Hidden Killers: Button Batteries

“Technology is, of course, a double edged sword.  Fire can cook our food, but also burn us.”  – Jason Silva

Since the 1800’s when the principle behind batteries was discovered, to the 1900’s when dry batteries were invented, to the 1970’s when lithium batteries, then button cell batteries were created, technology has rapidly progressed but also have the dangers associated with technology.

These round small batteries that have flat faces have various names – watch batteries, since one of its first uses was to power wrist watches; button batteries, when as small as shirt buttons; and coin batteries, when wider in size.  Nowadays, you will find them in small portable electronic devices as diverse as cardiac pacemakers to musical greeting cards, hearing aids to flashing shoes, automobile keyless entry transmitters to flameless candles.  But beware of the dangers associated with these batteries!

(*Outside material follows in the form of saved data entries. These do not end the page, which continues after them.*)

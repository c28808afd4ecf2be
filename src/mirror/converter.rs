//! Purpose: Map raw mirror responses into domain values.
//! Exports: `Converter`, `DocumentConverter`.
//! Role: The conversion contract the façade and pages are generic over.
//! Invariants: Null or empty documents map to `None` / an empty list, never an error.
//! Invariants: Present-but-malformed fields fail with `ErrorKind::Parse` carrying the document.
use crate::core::document::JsonRepr;
use crate::core::error::ApiResult;
use crate::domain::{
    AccountInfo, Balance, Contract, ContractLog, ExchangeRates, NetworkFee, NetworkStake,
    NetworkSupplies, Nft, Token, TokenInfo, Topic, TopicMessage, TransactionInfo,
};
use crate::mirror::convert::fields::Fields;
use crate::mirror::convert::{account, contract, network, token, topic, transaction};

/// One pure mapping per response kind, over the JSON representation `J`.
///
/// Single-entity endpoints yield `Option`; collection endpoints read their list
/// from a fixed field (`"tokens"`, `"balances"`, `"nfts"`, ...).
pub trait Converter<J>: Send + Sync {
    fn account_info(&self, json: &J) -> ApiResult<Option<AccountInfo>>;

    fn token_info(&self, json: &J) -> ApiResult<Option<TokenInfo>>;

    fn tokens(&self, json: &J) -> ApiResult<Vec<Token>>;

    fn balances(&self, json: &J) -> ApiResult<Vec<Balance>>;

    fn nft(&self, json: &J) -> ApiResult<Option<Nft>>;

    fn nfts(&self, json: &J) -> ApiResult<Vec<Nft>>;

    fn topic(&self, json: &J) -> ApiResult<Option<Topic>>;

    fn topic_message(&self, json: &J) -> ApiResult<Option<TopicMessage>>;

    fn topic_messages(&self, json: &J) -> ApiResult<Vec<TopicMessage>>;

    fn transaction(&self, json: &J) -> ApiResult<Option<TransactionInfo>>;

    fn transactions(&self, json: &J) -> ApiResult<Vec<TransactionInfo>>;

    fn contract(&self, json: &J) -> ApiResult<Option<Contract>>;

    fn contracts(&self, json: &J) -> ApiResult<Vec<Contract>>;

    fn contract_logs(&self, json: &J) -> ApiResult<Vec<ContractLog>>;

    fn exchange_rates(&self, json: &J) -> ApiResult<Option<ExchangeRates>>;

    fn network_fees(&self, json: &J) -> ApiResult<Vec<NetworkFee>>;

    fn network_stake(&self, json: &J) -> ApiResult<Option<NetworkStake>>;

    fn network_supplies(&self, json: &J) -> ApiResult<Option<NetworkSupplies>>;
}

/// The converter for every [`JsonRepr`]: each adapter is viewed as a
/// [`Document`](crate::core::document::Document) and mapped once.
#[derive(Clone, Copy, Debug, Default)]
pub struct DocumentConverter;

type Mapping<T> = fn(Fields<'_>) -> ApiResult<T>;

fn single<J: JsonRepr, T>(json: &J, context: &'static str, map: Mapping<T>) -> ApiResult<Option<T>> {
    let document = json.as_document();
    if document.is_empty() {
        return Ok(None);
    }
    map(Fields::of(&document, context)?).map(Some)
}

fn collection<J: JsonRepr, T>(
    json: &J,
    key: &'static str,
    context: &'static str,
    map: Mapping<T>,
) -> ApiResult<Vec<T>> {
    let document = json.as_document();
    if document.is_empty() {
        return Ok(Vec::new());
    }
    Fields::of(&document, context)?.list(key, context, map)
}

impl<J: JsonRepr> Converter<J> for DocumentConverter {
    fn account_info(&self, json: &J) -> ApiResult<Option<AccountInfo>> {
        single(json, "account", account::account_info)
    }

    fn token_info(&self, json: &J) -> ApiResult<Option<TokenInfo>> {
        single(json, "token", token::token_info)
    }

    fn tokens(&self, json: &J) -> ApiResult<Vec<Token>> {
        collection(json, "tokens", "tokens", token::token)
    }

    fn balances(&self, json: &J) -> ApiResult<Vec<Balance>> {
        collection(json, "balances", "balances", token::balance)
    }

    fn nft(&self, json: &J) -> ApiResult<Option<Nft>> {
        single(json, "nft", token::nft)
    }

    fn nfts(&self, json: &J) -> ApiResult<Vec<Nft>> {
        collection(json, "nfts", "nfts", token::nft)
    }

    fn topic(&self, json: &J) -> ApiResult<Option<Topic>> {
        single(json, "topic", topic::topic)
    }

    fn topic_message(&self, json: &J) -> ApiResult<Option<TopicMessage>> {
        single(json, "topic_message", topic::topic_message)
    }

    fn topic_messages(&self, json: &J) -> ApiResult<Vec<TopicMessage>> {
        collection(json, "messages", "messages", topic::topic_message)
    }

    /// `/transactions/{id}` answers with a one-element `transactions` list.
    fn transaction(&self, json: &J) -> ApiResult<Option<TransactionInfo>> {
        let document = json.as_document();
        if document.get("transactions").is_none() {
            return single(json, "transaction", transaction::transaction_info);
        }
        let mut transactions = collection(
            json,
            "transactions",
            "transactions",
            transaction::transaction_info,
        )?;
        if transactions.is_empty() {
            return Ok(None);
        }
        Ok(Some(transactions.swap_remove(0)))
    }

    fn transactions(&self, json: &J) -> ApiResult<Vec<TransactionInfo>> {
        collection(
            json,
            "transactions",
            "transactions",
            transaction::transaction_info,
        )
    }

    fn contract(&self, json: &J) -> ApiResult<Option<Contract>> {
        single(json, "contract", contract::contract)
    }

    fn contracts(&self, json: &J) -> ApiResult<Vec<Contract>> {
        collection(json, "contracts", "contracts", contract::contract)
    }

    fn contract_logs(&self, json: &J) -> ApiResult<Vec<ContractLog>> {
        collection(json, "logs", "logs", contract::contract_log)
    }

    fn exchange_rates(&self, json: &J) -> ApiResult<Option<ExchangeRates>> {
        single(json, "exchange_rate", network::exchange_rates)
    }

    fn network_fees(&self, json: &J) -> ApiResult<Vec<NetworkFee>> {
        collection(json, "fees", "fees", network::network_fee)
    }

    fn network_stake(&self, json: &J) -> ApiResult<Option<NetworkStake>> {
        single(json, "stake", network::network_stake)
    }

    fn network_supplies(&self, json: &J) -> ApiResult<Option<NetworkSupplies>> {
        single(json, "supply", network::network_supplies)
    }
}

Dr. Lauren Willis, pediatric gastroenterologist at Western Montana Clinic in Missoula, says she has known infants younger than one year of age who have ingested batteries or been fed a battery by a sibling, but most commonly these ingestions occur in toddlers and children attracted by bright shiny objects.  Most commonly, she sees presenting symptoms of vomiting, gagging, coughing, choking (during eating or drinking, but also neither), refusal to eat, or pooling of saliva in the child’s mouth.  Even if no foreign body ingestion is suspected by the family, she would recommend considering obtaining x-rays to look for occult foreign bodies.

If you think or know that your child has swallowed a button battery, the location of the battery MUST be evaluated immediately, since in as little as two hours, the battery may burn through the esophagus (the swallowing tube that connects the mouth to the stomach) thus requiring surgery, months of artificial feeding and breathing tubes, or even death.   Serious tissue injury may also occur if the battery is lodged in a nose or ear, so this situation also requires urgent evaluation.  In the emergency department, you child will likely have x-rays, including two views of that area, taken to determine exactly where the battery is located.  Further management will depend on where the battery is located and how long it has been there.

Safety tips:

  • Look for these small portable electronic devices that use button batteries, and ensure the battery can only be removed using a tool, such as a screwdriver.
  • Keep loose batteries out of sight and reach of children. Store them in a locket cabinet or container.
  • Watch children carefully if they are using devices that contain these batteries.
  • Immediately take the child to the emergency department if he or she has placed the battery inside his or her body and cannot be easily removed.
  • If possible, bring a similar battery for identification purposes. DO NOT put any drops into the nose or ear, until your child has been evaluated.  DO NOT try to make your child vomit.
  • Call the National Battery Ingestion Hotline if you have any questions: (800) 498-8666. They may recommend feeding your child honey, though otherwise do not give your child anything to eat or drink until evaluation occurs.  The honey may interrupt current and therefore decrease potential thermal burn, as well as facilitate passage from the esophagus into the stomach where there is a lower chance of serious injury.